Exercise aim >> Wherever a line of the data contains "Some", copy that line.

Exercise input >>
= Beginning of Section =
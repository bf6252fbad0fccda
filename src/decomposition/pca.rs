use ndarray::{Axis, s};
use tracing::{debug, info};

use super::eigen::symmetric_eigen;
use crate::error::{Error, Result};
use crate::preprocessing::StandardScaler;
use crate::{Matrix, Vector};

/// Everything derived from one standardisation pass over a matrix.
#[derive(Clone, Debug)]
pub struct PcaBasis {
    /// Per-column means used for standardisation.
    pub mean: Vector,
    /// Per-column standard deviations used for standardisation.
    pub scale: Vector,
    /// Covariance of the standardised columns.
    pub covariance: Matrix,
    /// Eigenvalues of `covariance`, descending.
    pub eigenvalues: Vector,
    /// Eigenvectors as columns, in `eigenvalues` order.
    pub eigenvectors: Matrix,
}

impl PcaBasis {
    pub fn fit(x: &Matrix) -> Result<Self> {
        if x.nrows() < 2 || x.ncols() == 0 {
            return Err(Error::Shape(format!(
                "PCA needs at least two samples and one feature, got {}x{}",
                x.nrows(),
                x.ncols()
            )));
        }

        let mut scaler = StandardScaler::new();
        let standardized = scaler.fit_transform(x)?;
        let covariance = covariance(&standardized);
        let (eigenvalues, eigenvectors) = symmetric_eigen(&covariance)?;

        let (mean, scale) = match (scaler.mean, scaler.scale) {
            (Some(mean), Some(scale)) => (mean, scale),
            _ => return Err(Error::NotFitted("StandardScaler")),
        };

        debug!(features = x.ncols(), leading = eigenvalues[0], "fitted PCA basis");
        Ok(Self {
            mean,
            scale,
            covariance,
            eigenvalues,
            eigenvectors,
        })
    }

    pub fn n_features(&self) -> usize {
        self.mean.len()
    }

    /// Share of the total variance carried by each component, descending.
    pub fn explained_variance_ratio(&self) -> Vector {
        let total = self.eigenvalues.sum();
        if total > 0.0 {
            &self.eigenvalues / total
        } else {
            Vector::zeros(self.eigenvalues.len())
        }
    }

    /// Standardises `x` with this basis' statistics and projects it onto the top `k` eigenvectors.
    pub fn project(&self, x: &Matrix, k: usize) -> Result<Matrix> {
        check_components(k, self.n_features())?;
        if x.ncols() != self.n_features() {
            return Err(Error::Shape(format!(
                "number of features in X ({}) doesn't match the basis ({})",
                x.ncols(),
                self.n_features()
            )));
        }

        let scaler = StandardScaler {
            mean: Some(self.mean.clone()),
            scale: Some(self.scale.clone()),
        };
        let standardized = scaler.transform(x)?;
        Ok(standardized.dot(&self.eigenvectors.slice(s![.., ..k])))
    }
}

/// Principal component analysis with a retained basis.
///
/// `fit` derives the basis from training data; `transform` reuses it, so training and
/// inference matrices land in the same reduced space.
#[derive(Clone, Debug, Default)]
pub struct PCA {
    pub basis: Option<PcaBasis>,
    n_components: Option<usize>,
}

impl PCA {
    pub fn new() -> Self {
        Self::default()
    }

    pub fn n_components(mut self, n_components: usize) -> Self {
        self.n_components = Some(n_components);
        self
    }

    pub fn fit(&mut self, x: &Matrix) -> Result<()> {
        let k = self.n_components.unwrap_or(x.ncols());
        check_components(k, x.ncols())?;

        let basis = PcaBasis::fit(x)?;
        let ratio = basis.explained_variance_ratio();
        info!(
            components = k,
            features = x.ncols(),
            explained = ratio.slice(s![..k]).sum(),
            "fitted PCA"
        );
        self.basis = Some(basis);
        Ok(())
    }

    pub fn transform(&self, x: &Matrix) -> Result<Matrix> {
        let basis = self.basis.as_ref().ok_or(Error::NotFitted("PCA"))?;
        basis.project(x, self.components(basis))
    }

    pub fn fit_transform(&mut self, x: &Matrix) -> Result<Matrix> {
        self.fit(x)?;
        self.transform(x)
    }

    /// Explained-variance ratio of the retained components.
    pub fn explained_variance_ratio(&self) -> Option<Vector> {
        self.basis.as_ref().map(|basis| {
            let k = self.components(basis);
            basis.explained_variance_ratio().slice(s![..k]).to_owned()
        })
    }

    fn components(&self, basis: &PcaBasis) -> usize {
        self.n_components.unwrap_or(basis.n_features())
    }
}

/// Standardises `x`, derives a fresh basis from it and projects it onto `k` components.
///
/// The basis is discarded; use [`PCA`] when other matrices must share the same space.
pub fn reduce(x: &Matrix, k: usize) -> Result<Matrix> {
    check_components(k, x.ncols())?;
    PcaBasis::fit(x)?.project(x, k)
}

fn check_components(requested: usize, available: usize) -> Result<()> {
    if requested == 0 || requested > available {
        return Err(Error::Dimension {
            requested,
            available,
        });
    }
    Ok(())
}

/// Sample covariance (denominator `n - 1`) of the columns of `x`.
fn covariance(x: &Matrix) -> Matrix {
    let n_samples = x.nrows() as f64;
    let mean = x.mean_axis(Axis(0)).unwrap_or_else(|| Vector::zeros(x.ncols()));
    let centered = x - &mean.view().insert_axis(Axis(0));
    centered.t().dot(&centered) / (n_samples - 1.0)
}

#[cfg(test)]
mod tests {
    use super::*;
    use approx::assert_abs_diff_eq;
    use ndarray::array;
    use ndarray_rand::RandomExt;
    use ndarray_rand::rand_distr::Uniform;
    use rand::SeedableRng;
    use rand::rngs::StdRng;

    fn random_matrix(rows: usize, cols: usize, seed: u64) -> Matrix {
        let mut rng = StdRng::seed_from_u64(seed);
        Matrix::random_using((rows, cols), Uniform::new(-5.0, 5.0), &mut rng)
    }

    #[test]
    fn test_pca_basic() {
        let x = array![
            [1.0, 2.0, 3.0],
            [4.0, 5.0, 7.0],
            [7.0, 8.0, 8.0],
            [10.0, 11.0, 12.0]
        ];

        let mut pca = PCA::new().n_components(2);
        let transformed = pca.fit_transform(&x).unwrap();

        assert_eq!(transformed.shape(), &[4, 2]);
        let basis = pca.basis.as_ref().unwrap();
        assert_eq!(basis.eigenvectors.shape(), &[3, 3]);
        assert_eq!(basis.covariance.shape(), &[3, 3]);
        assert_eq!(pca.explained_variance_ratio().unwrap().len(), 2);
    }

    #[test]
    fn full_rank_projection_preserves_total_variance() {
        let x = random_matrix(40, 6, 11);
        let basis = PcaBasis::fit(&x).unwrap();
        let projected = basis.project(&x, 6).unwrap();

        let standardized = StandardScaler::new().fit_transform(&x).unwrap();
        let column_variance = standardized.var_axis(Axis(0), 1.0).sum();
        assert_abs_diff_eq!(basis.eigenvalues.sum(), column_variance, epsilon = 1e-9);
        assert_abs_diff_eq!(projected.var_axis(Axis(0), 1.0).sum(), column_variance, epsilon = 1e-9);
    }

    #[test]
    fn perfectly_correlated_columns_collapse_to_one_component() {
        let a = array![1.0, 2.0, 4.0, 7.0, 11.0];
        let mut x = Matrix::zeros((5, 2));
        x.column_mut(0).assign(&a);
        x.column_mut(1).assign(&(&a * 2.0));

        let mut pca = PCA::new().n_components(1);
        let reduced = pca.fit_transform(&x).unwrap();
        assert_eq!(reduced.shape(), &[5, 1]);

        let basis = pca.basis.as_ref().unwrap();
        let ratio = basis.explained_variance_ratio();
        assert_abs_diff_eq!(ratio[0], 1.0, epsilon = 1e-12);
        assert_abs_diff_eq!(basis.eigenvalues[1], 0.0, epsilon = 1e-12);
    }

    #[test]
    fn components_are_ordered_by_variance() {
        let x = random_matrix(30, 5, 3);
        let projected = reduce(&x, 5).unwrap();
        let variances = projected.var_axis(Axis(0), 1.0);
        for w in variances.windows(2) {
            assert!(w[0] + 1e-9 >= w[1]);
        }
    }

    #[test]
    fn zero_variance_columns_are_harmless() {
        let x = array![[1.0, 5.0], [2.0, 5.0], [3.0, 5.0]];
        let reduced = reduce(&x, 2).unwrap();
        assert!(reduced.iter().all(|v| v.is_finite()));
        assert_abs_diff_eq!(reduced.column(1).to_owned(), array![0.0, 0.0, 0.0], epsilon = 1e-12);
    }

    #[test]
    fn too_many_components_always_fails() {
        for (rows, cols) in [(3, 1), (5, 2), (10, 7), (2, 30)] {
            let x = random_matrix(rows, cols, 1);
            for k in [0, cols + 1, cols + 10] {
                let err = reduce(&x, k).unwrap_err();
                assert!(matches!(err, Error::Dimension { requested, available } if requested == k && available == cols));
                assert!(PCA::new().n_components(k).fit(&x).is_err());
            }
        }
    }

    #[test]
    fn dimension_errors_come_before_shape_errors() {
        let x = Matrix::zeros((1, 2));
        assert!(matches!(reduce(&x, 3), Err(Error::Dimension { .. })));
        assert!(matches!(reduce(&x, 1), Err(Error::Shape(_))));
    }

    #[test]
    fn transform_reuses_the_training_basis() {
        let train = random_matrix(25, 4, 5);
        let test = random_matrix(8, 4, 6);

        let mut pca = PCA::new().n_components(3);
        pca.fit(&train).unwrap();
        let a = pca.transform(&test).unwrap();
        let b = pca.basis.as_ref().unwrap().project(&test, 3).unwrap();
        assert_eq!(a, b);
        // Recomputing a basis from the test matrix generally gives a different space.
        assert_ne!(a, reduce(&test, 3).unwrap());
    }

    #[test]
    fn test_pca_transform_without_fit() {
        let x = array![[1.0, 2.0], [3.0, 4.0]];
        let pca = PCA::new();

        assert!(matches!(pca.transform(&x), Err(Error::NotFitted(_))));
    }

    #[test]
    fn test_pca_dimension_mismatch() {
        let x_train = array![[1.0, 2.0, 3.0], [4.0, 5.0, 6.5], [2.0, 1.0, 0.0]];
        let x_test = array![[1.0, 2.0], [3.0, 4.0]];

        let mut pca = PCA::new();
        pca.fit(&x_train).unwrap();

        assert!(pca.transform(&x_test).is_err());
    }
}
= End of Section =
Written reply >>
            (Some(mean), Some(scale)) => (mean, scale),
            mean: Some(self.mean.clone()),
            scale: Some(self.scale.clone()),
        self.n_components = Some(n_components);
        self.basis = Some(basis);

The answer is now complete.